As the Israeli Minister of Finance Yair Lapid continues to slash away without compunction at the country’s budget amidst increased controversy and protests, it now appears that he and other government leaders are taking a proverbial axe to the lucrative tourism industry and signaling its death knell.
For those not in the know, Israel charges a value added tax to all purchases made by its residents, but until this juncture tourists were mercifully exempt from paying the VAT.
While we acknowledge that balancing a budget for an entire country is no day at the beach, there is little question in our mind that MK Lapid is in an unenviable position. As he implements dramatic austerity measures against out of control spending, we have learned that on June 1, the Knesset will be implementing an increase in the VAT from 17 percent to 18 percent and now tourists will be obligated to cough it up.
Ask any tourist who considers a trip to Israel; (especially those from the United States) and they will tell you that after paying the obscenely exorbitant costs of airfare to the Jewish state, the last thing they need is to be hit with taxes on such things as hotels, travel services and manufactured goods.
The tourism industry has proven to be a hefty boon to the sometimes fledging Israeli economy and something that Israel cannot afford to tamper with. Making Israel a place that is affordable for tourists the world over will only serve to make life a bit less arduous and stressful for the average Israeli and will entice those tourists who would have never even considered a trip there.
Having said that, the head of the Conference of Presidents of Major American Jewish Organizations have stepped up to the plate and have made their plea. Chairman Richard Stone and Executive Vice Chairman Malcolm Hoenlein have penned a letter to Prime Minister Benjamin Netanyahu, Minister of Finance Yair Lapid, and Minister of Tourism Uzi Landau, telling them in no uncertain terms that applying the VAT to tourists “would add significantly to the cost for tourists and will, we fear, cause many to reconsider, postpone, or even cancel trips to Israel.” In particular they were referring to the plethora of missions to Israel sponsored by innumerable organizations that take place each year and to the varied conferences that are held there as well.
They added that, ““We recognize the tremendous economic importance of tourism, but also its hasbara value and its central role in building ties between Jewish and non-Jewish communities around the world and Israel. During difficult times, it was these visits that showed the people of Israel that they were not alone and demonstrated to the world the support that Israel enjoys. While we recognize the budgetary need for additional funds and for all to contribute, it is our hope that other sources can be found that will not damage this vital sector of Israel’s economy and diminish its ties to the international community.”
Kudos and accolades to them for hitting the nail on the head and making a valiant attempt to shake some sense into the myopic minds of some Israeli leaders. At some point in ours lives, we have all heard of the old adage that reminds us to maintain a sense of financial pragmatism. It goes, “Penny wise, but pound foolish”. Clearly, this phrase enjoins us not to lost sight of the big picture; not to pat ourselves on the back for saving a paltry sum on foolish things, but maintaining a niggardly posture on paying for things that will reap even greater dividends.

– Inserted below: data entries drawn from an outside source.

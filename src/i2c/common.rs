// Licensed under the Apache-2.0 license

//! Common types and constants for the I2C core.
//!
//! Flag sets, bus-speed definitions and the fixed sizes shared by the
//! registry, the dispatcher and the detector.

use fugit::HertzU32;

/// Maximum length of a device type name, terminator excluded.
pub const I2C_NAME_SIZE: usize = 20;

/// Fixed-capacity device type name.
pub type TypeName = heapless::String<I2C_NAME_SIZE>;

/// Offset OR'd into the encoded address of ten-bit clients.
pub const I2C_ADDR_OFFSET_TEN_BIT: u16 = 0xa000;
/// Offset OR'd into the encoded address of slave-mode clients.
pub const I2C_ADDR_OFFSET_SLAVE: u16 = 0x1000;

/// Reserved address answering device-ID queries.
pub const I2C_ADDR_DEVICE_ID: u16 = 0x7c;

/// Largest payload a single message can carry.
pub const I2C_MSG_MAX_LEN: usize = u16::MAX as usize;

bitflags::bitflags! {
    /// Per-client behavior flags.
    #[derive(Debug, Clone, Copy, PartialEq, Eq, Hash, Default)]
    pub struct ClientFlags: u16 {
        /// SMBus packet error checking
        const PEC = 0x04;
        /// Ten-bit chip address
        const TEN = 0x10;
        /// The address is one of our own, served in slave mode
        const SLAVE = 0x20;
        /// Host notify interrupt requested
        const HOST_NOTIFY = 0x40;
        /// Device may wake the system
        const WAKE = 0x80;
    }
}

bitflags::bitflags! {
    /// Device classes an adapter accepts for auto-detection.
    #[derive(Debug, Clone, Copy, PartialEq, Eq, Hash, Default)]
    pub struct ClassFlags: u32 {
        const HWMON = 1 << 0;
        const DDC = 1 << 3;
        const SPD = 1 << 7;
        /// Adapter dropped class-based instantiation
        const DEPRECATED = 1 << 8;
    }
}

bitflags::bitflags! {
    /// Capabilities an algorithm reports through `functionality()`.
    #[derive(Debug, Clone, Copy, PartialEq, Eq, Hash, Default)]
    pub struct Functionality: u32 {
        const I2C = 0x0000_0001;
        const TEN_BIT_ADDR = 0x0000_0002;
        const PROTOCOL_MANGLING = 0x0000_0004;
        const SMBUS_PEC = 0x0000_0008;
        const NOSTART = 0x0000_0010;
        const SLAVE = 0x0000_0020;
        const SMBUS_QUICK = 0x0001_0000;
        const SMBUS_READ_BYTE = 0x0002_0000;
        const SMBUS_WRITE_BYTE = 0x0004_0000;
        const SMBUS_READ_BYTE_DATA = 0x0008_0000;
        const SMBUS_WRITE_BYTE_DATA = 0x0010_0000;
        const SMBUS_READ_WORD_DATA = 0x0020_0000;
        const SMBUS_WRITE_WORD_DATA = 0x0040_0000;
        const SMBUS_READ_I2C_BLOCK = 0x0400_0000;
        const SMBUS_WRITE_I2C_BLOCK = 0x0800_0000;
        const SMBUS_HOST_NOTIFY = 0x1000_0000;

        /// What a plain I2C engine can emulate.
        const SMBUS_EMUL = Self::SMBUS_QUICK.bits()
            | Self::SMBUS_READ_BYTE.bits()
            | Self::SMBUS_WRITE_BYTE.bits()
            | Self::SMBUS_READ_BYTE_DATA.bits()
            | Self::SMBUS_WRITE_BYTE_DATA.bits()
            | Self::SMBUS_READ_WORD_DATA.bits()
            | Self::SMBUS_WRITE_WORD_DATA.bits()
            | Self::SMBUS_READ_I2C_BLOCK.bits()
            | Self::SMBUS_WRITE_I2C_BLOCK.bits();
    }
}

#[derive(Copy, Clone, Debug, PartialEq, Eq)]
#[repr(u32)]
pub enum I2cSpeed {
    Standard = 100_000,
    Fast = 400_000,
    FastPlus = 1_000_000,
    Turbo = 1_400_000,
    HighSpeed = 3_400_000,
    UltraFast = 5_000_000,
}

impl I2cSpeed {
    #[must_use]
    pub fn hz(self) -> HertzU32 {
        HertzU32::from_raw(self as u32)
    }

    /// Map an exact bus frequency back to its mode, if it names one.
    #[must_use]
    pub fn from_hz(freq: HertzU32) -> Option<Self> {
        match freq.raw() {
            100_000 => Some(Self::Standard),
            400_000 => Some(Self::Fast),
            1_000_000 => Some(Self::FastPlus),
            1_400_000 => Some(Self::Turbo),
            3_400_000 => Some(Self::HighSpeed),
            5_000_000 => Some(Self::UltraFast),
            _ => None,
        }
    }

    #[must_use]
    pub fn mode_string(self) -> &'static str {
        match self {
            Self::Standard => "Standard Mode (100 kHz)",
            Self::Fast => "Fast Mode (400 kHz)",
            Self::FastPlus => "Fast Mode Plus (1.0 MHz)",
            Self::Turbo => "Turbo Mode (1.4 MHz)",
            Self::HighSpeed => "High Speed Mode (3.4 MHz)",
            Self::UltraFast => "Ultra Fast Mode (5.0 MHz)",
        }
    }
}

/// Human-readable name of a bus frequency.
#[must_use]
pub fn freq_mode_string(freq: HertzU32) -> &'static str {
    I2cSpeed::from_hz(freq).map_or("Unknown Mode", I2cSpeed::mode_string)
}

Such is the case here.
The hard core facts of reality dictate that Israel needs tourism dollars the way fish need water. This revenue is absolutely indispensible. Dissuading tourists from traveling to Israel by hitting them with taxes on just about everything is about as ludicrous as the one of the famous stories of the people of Chelm.

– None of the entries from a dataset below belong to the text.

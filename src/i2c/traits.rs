// Licensed under the Apache-2.0 license

//! # Plug-in Traits
//!
//! The core never sees concrete controllers or device drivers. It talks to
//! them through the traits in this module:
//!
//! ```text
//! Algorithm (bus controller, one per adapter)
//!     ├── master_xfer / master_xfer_atomic   (batch of I2C messages)
//!     └── smbus_xfer / smbus_xfer_atomic     (native SMBus, optional)
//! I2cDriver (device driver, registered with the core)
//!     ├── matches / probe / remove / command
//!     └── detector() -> I2cDetect            (address-probing discovery, optional)
//! ```
//!
//! Optional operations are announced through [`Algorithm::capabilities`] and
//! [`I2cDriver::detector`]; the core only calls what is announced.

use core::any::Any;
use std::sync::Arc;

use crate::i2c::adapter::Adapter;
use crate::i2c::client::{Client, I2cBoardInfo};
use crate::i2c::common::{ClassFlags, Functionality};
use crate::i2c::detect::DetectClient;
use crate::i2c::error::{I2cError, Result};
use crate::i2c::msg::I2cMsg;
use crate::i2c::smbus::SmbusRequest;

bitflags::bitflags! {
    /// Transfer entry points an algorithm implements.
    #[derive(Debug, Clone, Copy, PartialEq, Eq, Hash, Default)]
    pub struct XferCaps: u8 {
        const MASTER_XFER = 1 << 0;
        const MASTER_XFER_ATOMIC = 1 << 1;
        const SMBUS_XFER = 1 << 2;
        const SMBUS_XFER_ATOMIC = 1 << 3;
    }
}

/// Transfer engine of one adapter.
///
/// # Examples
///
/// ```rust,no_run
/// use i2c_core::i2c::{Adapter, Algorithm, Functionality, I2cMsg, Result};
///
/// struct Loopback;
///
/// impl Algorithm for Loopback {
///     fn functionality(&self, _adapter: &Adapter) -> Functionality {
///         Functionality::I2C | Functionality::SMBUS_EMUL
///     }
///
///     fn master_xfer(&self, _adapter: &Adapter, msgs: &mut [I2cMsg<'_>]) -> Result<usize> {
///         Ok(msgs.len())
///     }
/// }
/// ```
pub trait Algorithm: Send + Sync {
    /// Capability mask reported to drivers and used by the default probe
    fn functionality(&self, adapter: &Adapter) -> Functionality;

    /// Entry points implemented by this engine
    fn capabilities(&self) -> XferCaps {
        XferCaps::MASTER_XFER
    }

    /// Execute a batch of messages with one STOP at the end.
    ///
    /// # Returns
    ///
    /// The number of messages executed. The outcome covers the whole batch;
    /// a failure is not attributed to an individual message.
    ///
    /// # Errors
    ///
    /// [`I2cError::ArbitrationRetry`] makes the dispatcher retry the batch.
    /// Any other error ends the transfer.
    fn master_xfer(&self, adapter: &Adapter, msgs: &mut [I2cMsg<'_>]) -> Result<usize> {
        let _ = (adapter, msgs);
        Err(I2cError::Unsupported("I2C level transfers not supported"))
    }

    /// Polled variant used in atomic context; must never sleep.
    ///
    /// # Errors
    ///
    /// `nb::Error::WouldBlock` while the hardware is still busy, otherwise
    /// the same errors as [`Algorithm::master_xfer`].
    fn master_xfer_atomic(
        &self,
        adapter: &Adapter,
        msgs: &mut [I2cMsg<'_>],
    ) -> nb::Result<usize, I2cError> {
        let _ = (adapter, msgs);
        Err(nb::Error::Other(I2cError::Unsupported(
            "atomic I2C transfers not supported",
        )))
    }

    /// Native SMBus transaction.
    ///
    /// # Errors
    ///
    /// Same classification as [`Algorithm::master_xfer`].
    fn smbus_xfer(&self, adapter: &Adapter, req: &mut SmbusRequest) -> Result<()> {
        let _ = (adapter, req);
        Err(I2cError::Unsupported("SMBus transfers not supported"))
    }

    /// Polled native SMBus transaction for atomic context.
    ///
    /// # Errors
    ///
    /// Same classification as [`Algorithm::master_xfer_atomic`].
    fn smbus_xfer_atomic(
        &self,
        adapter: &Adapter,
        req: &mut SmbusRequest,
    ) -> nb::Result<(), I2cError> {
        let _ = (adapter, req);
        Err(nb::Error::Other(I2cError::Unsupported(
            "atomic SMBus transfers not supported",
        )))
    }
}

/// One entry of a driver's id table.
#[derive(Debug, Clone, Copy, PartialEq, Eq)]
pub struct I2cDeviceId {
    pub name: &'static str,
    pub driver_data: usize,
}

impl I2cDeviceId {
    #[must_use]
    pub const fn new(name: &'static str, driver_data: usize) -> Self {
        Self { name, driver_data }
    }
}

/// Look up the id-table entry naming this client's type.
#[must_use]
pub fn match_id<'a>(table: &'a [I2cDeviceId], client: &Client) -> Option<&'a I2cDeviceId> {
    table.iter().find(|id| id.name == client.type_name())
}

/// Match a compatible table against a client.
///
/// An entry matches the firmware node's compatible string outright, or the
/// client's type name once the vendor prefix is stripped.
#[must_use]
pub fn match_compatible(table: &[&str], client: &Client) -> bool {
    let node_compat = client.fw_node().and_then(|node| node.compatible());
    table.iter().any(|compat| {
        if node_compat == Some(*compat) {
            return true;
        }
        let model = compat.split_once(',').map_or(*compat, |(_, model)| model);
        model == client.type_name()
    })
}

/// A device driver.
///
/// The core calls `probe` synchronously when a matching client is published
/// and `remove` when a bound client is unregistered.
pub trait I2cDriver: Send + Sync {
    /// Unique driver name
    fn name(&self) -> &str;

    fn id_table(&self) -> &[I2cDeviceId] {
        &[]
    }

    /// Firmware compatible strings, `"vendor,model"`
    fn compatible(&self) -> &[&str] {
        &[]
    }

    /// Whether this driver handles `client`.
    fn matches(&self, client: &Client) -> bool {
        match_compatible(self.compatible(), client) || match_id(self.id_table(), client).is_some()
    }

    /// Bind to a freshly published client.
    ///
    /// # Errors
    ///
    /// [`I2cError::Deferred`] leaves the client unbound until
    /// [`crate::i2c::I2cCore::probe_deferred`] runs; other errors are logged.
    fn probe(&self, client: &Arc<Client>) -> Result<()>;

    /// Unbind from a client that is going away.
    ///
    /// # Errors
    ///
    /// Errors are logged; removal proceeds regardless.
    fn remove(&self, client: &Arc<Client>) -> Result<()> {
        let _ = client;
        Ok(())
    }

    /// Auto-detection support
    fn detector(&self) -> Option<&dyn I2cDetect> {
        None
    }

    /// Out-of-band command broadcast through `clients_command`.
    fn command(&self, client: &Arc<Client>, cmd: u32, arg: &mut dyn Any) {
        let _ = (client, cmd, arg);
    }
}

/// Address-probing discovery for devices nobody declared.
pub trait I2cDetect: Send + Sync {
    /// Classes of adapter worth probing
    fn class(&self) -> ClassFlags;

    /// Candidate addresses, probed in order
    fn address_list(&self) -> &[u16];

    /// Identify the chip behind `client` and fill in `info.type_name`.
    ///
    /// # Errors
    ///
    /// [`I2cError::NoDevice`] when the chip is not one of ours; any other
    /// error aborts the scan of this adapter.
    fn detect(&self, client: &DetectClient<'_>, info: &mut I2cBoardInfo) -> Result<()>;
}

It is told that in Chelm there was once a huge hole in one of the roads that was heavily traveled by horse carts as well as pedestrian traffic. As people and carts would pass, they would inevitably take a bad fall in the hole and many serious injuries arose as a result. So, the solution that the great minds of Chlem came up with to solve this seemingly difficult dilemma? Rather than hiring someone to fix the hole in the road, they invested money to build a hospital at the bottom of the hole to deal with the influx of patients.
Don’t we see some parallels here? Rather than hiking the costs for tourists, Israel would do well to devise a concrete plan to save tourists some hard earned money so that they will be more than likely to visit Israel; not just once but many times over.